[Material for the task]
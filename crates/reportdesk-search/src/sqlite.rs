use async_trait::async_trait;
use futures::TryStreamExt;
use serde_json::Value;
use sqlx::sqlite::{SqliteArguments, SqlitePool, SqliteRow};
use sqlx::{Column, Executor, Row, Sqlite, Statement, TypeInfo, ValueRef};
use tracing::{debug, warn};

use crate::error::SearchError;
use crate::placeholder::bind_named;
use crate::result::{ResultSet, SearchResult};
use crate::{Parameters, SearchService};

type SqliteQuery<'q> = sqlx::query::Query<'q, Sqlite, SqliteArguments<'q>>;

/// SQLite-backed search service.
pub struct SqliteSearchService {
  pool: SqlitePool,
  max_rows: Option<usize>,
}

impl SqliteSearchService {
  /// Create a new search service with the given connection pool.
  pub fn new(pool: SqlitePool) -> Self {
    Self {
      pool,
      max_rows: None,
    }
  }

  /// Stop reading after `max_rows` rows.
  pub fn with_max_rows(mut self, max_rows: usize) -> Self {
    self.max_rows = Some(max_rows);
    self
  }

  async fn run(&self, query: &str, parameters: &Parameters) -> Result<ResultSet, SearchError> {
    let named = bind_named(query)?;

    let mut sql_query = sqlx::query(&named.sql);
    for name in &named.names {
      let value = parameters
        .get(name)
        .ok_or_else(|| SearchError::MissingParameter(name.clone()))?;
      sql_query = bind_value(sql_query, value);
    }

    let mut stream = sql_query.fetch(&self.pool);
    let mut columns = Vec::new();
    let mut rows = Vec::new();

    while let Some(row) = stream.try_next().await? {
      if let Some(max_rows) = self.max_rows
        && rows.len() >= max_rows
      {
        warn!(max_rows, "search result truncated");
        break;
      }
      if columns.is_empty() {
        columns = row.columns().iter().map(|c| c.name().to_string()).collect();
      }
      rows.push(decode_row(&row)?);
    }
    // Releases the connection before the statement is prepared below.
    drop(stream);

    // No rows to read names from, so take them from the statement.
    if columns.is_empty() {
      columns = self.column_names(&named.sql).await?;
    }

    Ok(ResultSet::new(columns, rows))
  }

  async fn column_names(&self, sql: &str) -> Result<Vec<String>, sqlx::Error> {
    let statement = (&self.pool).prepare(sql).await?;
    Ok(
      statement
        .columns()
        .iter()
        .map(|c| c.name().to_string())
        .collect(),
    )
  }
}

#[async_trait]
impl SearchService for SqliteSearchService {
  async fn search(&self, query: &str, parameters: &Parameters) -> SearchResult {
    match self.run(query, parameters).await {
      Ok(set) => {
        debug!(rows = set.len(), "search completed");
        SearchResult::Rows(set)
      }
      Err(e) => {
        warn!(error = %e, "search failed");
        SearchResult::failed(e.to_string())
      }
    }
  }
}

fn bind_value<'q>(query: SqliteQuery<'q>, value: &Value) -> SqliteQuery<'q> {
  match value {
    Value::Null => query.bind(None::<String>),
    Value::Bool(b) => query.bind(*b),
    Value::Number(n) => match n.as_i64() {
      Some(i) => query.bind(i),
      None => query.bind(n.as_f64().unwrap_or_default()),
    },
    Value::String(s) => query.bind(s.clone()),
    other => query.bind(other.to_string()),
  }
}

/// Decode a row by the storage class of each value.
fn decode_row(row: &SqliteRow) -> Result<Vec<Value>, sqlx::Error> {
  let mut values = Vec::with_capacity(row.len());

  for index in 0..row.len() {
    let raw = row.try_get_raw(index)?;
    if raw.is_null() {
      values.push(Value::Null);
      continue;
    }
    let storage_class = raw.type_info().name().to_string();

    let value = match storage_class.as_str() {
      "INTEGER" => Value::from(row.try_get_unchecked::<i64, _>(index)?),
      "REAL" => Value::from(row.try_get_unchecked::<f64, _>(index)?),
      "BLOB" => {
        let bytes = row.try_get_unchecked::<Vec<u8>, _>(index)?;
        Value::String(String::from_utf8_lossy(&bytes).into_owned())
      }
      _ => Value::String(row.try_get_unchecked::<String, _>(index)?),
    };
    values.push(value);
  }

  Ok(values)
}
//! Action contract and confirmation gate.

use async_trait::async_trait;
use tracing::info;

use crate::outcome::ActionOutcome;

/// A user-triggered console action.
#[async_trait]
pub trait Action: Send + Sync {
  type Input: Send + Sync;

  /// Whether the operator has to confirm before [`Action::perform`] runs.
  fn needs_confirmation(&self, _input: &Self::Input) -> bool {
    true
  }

  /// Prompt shown when confirmation is needed.
  fn confirmation_message(&self, input: &Self::Input) -> String;

  async fn perform(&self, input: &Self::Input) -> ActionOutcome;
}

/// Asks the operator to confirm an action.
#[async_trait]
pub trait Confirm: Send + Sync {
  async fn confirm(&self, message: &str) -> bool;
}

/// Confirms every prompt. For unattended hosts that already asked elsewhere.
#[derive(Debug, Clone, Copy, Default)]
pub struct AutoConfirm;

#[async_trait]
impl Confirm for AutoConfirm {
  async fn confirm(&self, _message: &str) -> bool {
    true
  }
}

#[derive(Debug, Clone, Copy, Default, PartialEq, Eq)]
pub enum GateState {
  #[default]
  Idle,
  AwaitingConfirmation,
  Executing,
}

/// Runs actions only after the operator confirmed them.
pub struct ConfirmationGate<C> {
  confirm: C,
  state: GateState,
}

impl<C: Confirm> ConfirmationGate<C> {
  pub fn new(confirm: C) -> Self {
    Self {
      confirm,
      state: GateState::Idle,
    }
  }

  pub fn state(&self) -> GateState {
    self.state
  }

  /// Confirm and run `action`.
  ///
  /// Returns `None` when the operator declined; the action is not performed.
  pub async fn run<A: Action>(&mut self, action: &A, input: &A::Input) -> Option<ActionOutcome> {
    if action.needs_confirmation(input) {
      self.state = GateState::AwaitingConfirmation;
      let message = action.confirmation_message(input);

      if !self.confirm.confirm(&message).await {
        info!("action declined");
        self.state = GateState::Idle;
        return None;
      }
    }

    self.state = GateState::Executing;
    let outcome = action.perform(input).await;
    self.state = GateState::Idle;

    Some(outcome)
  }
}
[/Material for the task]
--- To do ---
Among the lines of the data, which ones contain the word "None"? Show them.

--- Output of the task ---
      max_rows: None,
    Value::Null => query.bind(None::<String>),
      None => query.bind(n.as_f64().unwrap_or_default()),
  /// Returns `None` when the operator declined; the action is not performed.
        return None;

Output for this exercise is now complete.